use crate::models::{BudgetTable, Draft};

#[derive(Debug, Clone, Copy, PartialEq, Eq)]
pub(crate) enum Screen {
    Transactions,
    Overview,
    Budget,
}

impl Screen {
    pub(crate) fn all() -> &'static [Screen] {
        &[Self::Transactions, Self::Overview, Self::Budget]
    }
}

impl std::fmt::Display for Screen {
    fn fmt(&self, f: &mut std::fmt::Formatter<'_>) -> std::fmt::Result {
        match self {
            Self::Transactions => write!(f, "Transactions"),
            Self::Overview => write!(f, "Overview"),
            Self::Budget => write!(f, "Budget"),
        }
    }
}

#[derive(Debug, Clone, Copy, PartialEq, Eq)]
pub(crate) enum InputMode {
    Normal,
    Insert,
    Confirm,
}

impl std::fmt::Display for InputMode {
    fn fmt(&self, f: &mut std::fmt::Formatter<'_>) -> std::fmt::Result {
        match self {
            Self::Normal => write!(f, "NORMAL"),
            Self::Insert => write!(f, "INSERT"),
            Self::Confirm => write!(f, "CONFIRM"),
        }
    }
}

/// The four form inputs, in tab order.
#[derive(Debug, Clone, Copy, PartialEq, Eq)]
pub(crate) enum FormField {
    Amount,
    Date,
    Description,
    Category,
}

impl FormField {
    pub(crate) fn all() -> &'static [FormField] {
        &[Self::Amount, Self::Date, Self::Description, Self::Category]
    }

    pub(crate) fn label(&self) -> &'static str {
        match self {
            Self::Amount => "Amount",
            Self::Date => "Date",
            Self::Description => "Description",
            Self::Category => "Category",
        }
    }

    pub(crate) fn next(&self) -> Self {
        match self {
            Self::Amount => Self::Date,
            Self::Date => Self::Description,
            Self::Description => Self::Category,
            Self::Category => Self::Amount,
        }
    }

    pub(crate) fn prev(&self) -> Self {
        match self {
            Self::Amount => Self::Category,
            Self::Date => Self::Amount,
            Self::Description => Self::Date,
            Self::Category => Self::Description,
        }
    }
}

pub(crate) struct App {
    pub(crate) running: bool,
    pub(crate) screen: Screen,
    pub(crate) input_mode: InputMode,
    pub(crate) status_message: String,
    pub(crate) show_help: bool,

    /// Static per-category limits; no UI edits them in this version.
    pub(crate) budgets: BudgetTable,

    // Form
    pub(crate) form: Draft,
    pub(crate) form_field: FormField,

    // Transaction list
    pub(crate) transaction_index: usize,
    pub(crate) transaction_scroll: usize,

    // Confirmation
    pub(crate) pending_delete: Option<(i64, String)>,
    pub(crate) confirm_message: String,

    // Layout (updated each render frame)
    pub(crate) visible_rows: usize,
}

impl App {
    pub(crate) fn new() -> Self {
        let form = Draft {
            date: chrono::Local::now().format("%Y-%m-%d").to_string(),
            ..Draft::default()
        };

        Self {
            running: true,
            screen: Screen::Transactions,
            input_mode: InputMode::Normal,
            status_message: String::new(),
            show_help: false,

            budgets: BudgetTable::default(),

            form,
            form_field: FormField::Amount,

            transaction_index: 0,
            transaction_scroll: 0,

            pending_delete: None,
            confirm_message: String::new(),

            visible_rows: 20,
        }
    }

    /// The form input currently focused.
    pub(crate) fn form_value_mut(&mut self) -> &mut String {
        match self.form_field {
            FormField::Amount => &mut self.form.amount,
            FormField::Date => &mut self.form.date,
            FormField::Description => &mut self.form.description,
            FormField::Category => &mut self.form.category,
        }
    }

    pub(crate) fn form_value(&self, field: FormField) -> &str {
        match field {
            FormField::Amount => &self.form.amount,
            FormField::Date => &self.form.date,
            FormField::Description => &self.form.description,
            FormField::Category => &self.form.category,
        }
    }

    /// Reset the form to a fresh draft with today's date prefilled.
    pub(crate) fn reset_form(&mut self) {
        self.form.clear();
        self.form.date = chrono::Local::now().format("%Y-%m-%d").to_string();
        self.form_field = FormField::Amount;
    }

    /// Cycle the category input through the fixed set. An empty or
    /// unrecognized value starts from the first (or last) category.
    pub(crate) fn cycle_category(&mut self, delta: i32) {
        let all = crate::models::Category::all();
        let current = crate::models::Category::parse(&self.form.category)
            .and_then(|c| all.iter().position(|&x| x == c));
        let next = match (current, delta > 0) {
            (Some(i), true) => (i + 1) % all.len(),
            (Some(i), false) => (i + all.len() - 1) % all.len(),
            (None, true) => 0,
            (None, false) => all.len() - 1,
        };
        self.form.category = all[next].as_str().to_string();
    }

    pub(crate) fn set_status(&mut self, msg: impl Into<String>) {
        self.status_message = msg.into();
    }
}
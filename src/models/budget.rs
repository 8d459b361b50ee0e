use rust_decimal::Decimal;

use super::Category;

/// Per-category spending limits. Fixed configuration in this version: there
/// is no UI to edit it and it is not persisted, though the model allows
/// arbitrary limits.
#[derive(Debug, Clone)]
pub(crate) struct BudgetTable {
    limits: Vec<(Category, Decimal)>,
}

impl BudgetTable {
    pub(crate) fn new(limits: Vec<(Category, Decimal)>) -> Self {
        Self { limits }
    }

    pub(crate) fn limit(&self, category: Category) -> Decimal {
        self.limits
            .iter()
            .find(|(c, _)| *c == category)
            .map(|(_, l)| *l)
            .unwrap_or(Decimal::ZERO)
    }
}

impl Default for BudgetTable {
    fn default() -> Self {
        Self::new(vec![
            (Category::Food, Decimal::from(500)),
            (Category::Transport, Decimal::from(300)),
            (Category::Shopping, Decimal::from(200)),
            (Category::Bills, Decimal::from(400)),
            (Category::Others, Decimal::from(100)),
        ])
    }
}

◇ ◇ ◇ ◇ ◇

◆ **WHAT YOU ARE ASKED TO DO**: Restate every line of the data above exactly as it was written.

◆ **TASK SOLUTION**:
use crate::models::{BudgetTable, Draft};

#[derive(Debug, Clone, Copy, PartialEq, Eq)]
pub(crate) enum Screen {
    Transactions,
    Overview,
    Budget,
}

impl Screen {
    pub(crate) fn all() -> &'static [Screen] {
        &[Self::Transactions, Self::Overview, Self::Budget]
    }
}

impl std::fmt::Display for Screen {
    fn fmt(&self, f: &mut std::fmt::Formatter<'_>) -> std::fmt::Result {
        match self {
            Self::Transactions => write!(f, "Transactions"),
            Self::Overview => write!(f, "Overview"),
            Self::Budget => write!(f, "Budget"),
        }
    }
}

#[derive(Debug, Clone, Copy, PartialEq, Eq)]
pub(crate) enum InputMode {
    Normal,
    Insert,
    Confirm,
}

impl std::fmt::Display for InputMode {
    fn fmt(&self, f: &mut std::fmt::Formatter<'_>) -> std::fmt::Result {
        match self {
            Self::Normal => write!(f, "NORMAL"),
            Self::Insert => write!(f, "INSERT"),
            Self::Confirm => write!(f, "CONFIRM"),
        }
    }
}

/// The four form inputs, in tab order.
#[derive(Debug, Clone, Copy, PartialEq, Eq)]
pub(crate) enum FormField {
    Amount,
    Date,
    Description,
    Category,
}

impl FormField {
    pub(crate) fn all() -> &'static [FormField] {
        &[Self::Amount, Self::Date, Self::Description, Self::Category]
    }

    pub(crate) fn label(&self) -> &'static str {
        match self {
            Self::Amount => "Amount",
            Self::Date => "Date",
            Self::Description => "Description",
            Self::Category => "Category",
        }
    }

    pub(crate) fn next(&self) -> Self {
        match self {
            Self::Amount => Self::Date,
            Self::Date => Self::Description,
            Self::Description => Self::Category,
            Self::Category => Self::Amount,
        }
    }

    pub(crate) fn prev(&self) -> Self {
        match self {
            Self::Amount => Self::Category,
            Self::Date => Self::Amount,
            Self::Description => Self::Date,
            Self::Category => Self::Description,
        }
    }
}

pub(crate) struct App {
    pub(crate) running: bool,
    pub(crate) screen: Screen,
    pub(crate) input_mode: InputMode,
    pub(crate) status_message: String,
    pub(crate) show_help: bool,

    /// Static per-category limits; no UI edits them in this version.
    pub(crate) budgets: BudgetTable,

    // Form
    pub(crate) form: Draft,
    pub(crate) form_field: FormField,

    // Transaction list
    pub(crate) transaction_index: usize,
    pub(crate) transaction_scroll: usize,

    // Confirmation
    pub(crate) pending_delete: Option<(i64, String)>,
    pub(crate) confirm_message: String,

    // Layout (updated each render frame)
    pub(crate) visible_rows: usize,
}

impl App {
    pub(crate) fn new() -> Self {
        let form = Draft {
            date: chrono::Local::now().format("%Y-%m-%d").to_string(),
            ..Draft::default()
        };

        Self {
            running: true,
            screen: Screen::Transactions,
            input_mode: InputMode::Normal,
            status_message: String::new(),
            show_help: false,

            budgets: BudgetTable::default(),

            form,
            form_field: FormField::Amount,

            transaction_index: 0,
            transaction_scroll: 0,

            pending_delete: None,
            confirm_message: String::new(),

            visible_rows: 20,
        }
    }

    /// The form input currently focused.
    pub(crate) fn form_value_mut(&mut self) -> &mut String {
        match self.form_field {
            FormField::Amount => &mut self.form.amount,
            FormField::Date => &mut self.form.date,
            FormField::Description => &mut self.form.description,
            FormField::Category => &mut self.form.category,
        }
    }

    pub(crate) fn form_value(&self, field: FormField) -> &str {
        match field {
            FormField::Amount => &self.form.amount,
            FormField::Date => &self.form.date,
            FormField::Description => &self.form.description,
            FormField::Category => &self.form.category,
        }
    }

    /// Reset the form to a fresh draft with today's date prefilled.
    pub(crate) fn reset_form(&mut self) {
        self.form.clear();
        self.form.date = chrono::Local::now().format("%Y-%m-%d").to_string();
        self.form_field = FormField::Amount;
    }

    /// Cycle the category input through the fixed set. An empty or
    /// unrecognized value starts from the first (or last) category.
    pub(crate) fn cycle_category(&mut self, delta: i32) {
        let all = crate::models::Category::all();
        let current = crate::models::Category::parse(&self.form.category)
            .and_then(|c| all.iter().position(|&x| x == c));
        let next = match (current, delta > 0) {
            (Some(i), true) => (i + 1) % all.len(),
            (Some(i), false) => (i + all.len() - 1) % all.len(),
            (None, true) => 0,
            (None, false) => all.len() - 1,
        };
        self.form.category = all[next].as_str().to_string();
    }

    pub(crate) fn set_status(&mut self, msg: impl Into<String>) {
        self.status_message = msg.into();
    }
}
filename src/models/budget.rs
repository 8d459b361b50ee0e
use rust_decimal::Decimal;

use super::Category;

/// Per-category spending limits. Fixed configuration in this version: there
/// is no UI to edit it and it is not persisted, though the model allows
/// arbitrary limits.
#[derive(Debug, Clone)]
pub(crate) struct BudgetTable {
    limits: Vec<(Category, Decimal)>,
}

impl BudgetTable {
    pub(crate) fn new(limits: Vec<(Category, Decimal)>) -> Self {
        Self { limits }
    }

    pub(crate) fn limit(&self, category: Category) -> Decimal {
        self.limits
            .iter()
            .find(|(c, _)| *c == category)
            .map(|(_, l)| *l)
            .unwrap_or(Decimal::ZERO)
    }
}

impl Default for BudgetTable {
    fn default() -> Self {
        Self::new(vec![
            (Category::Food, Decimal::from(500)),
            (Category::Transport, Decimal::from(300)),
            (Category::Shopping, Decimal::from(200)),
            (Category::Bills, Decimal::from(400)),
            (Category::Others, Decimal::from(100)),
        ])
    }
}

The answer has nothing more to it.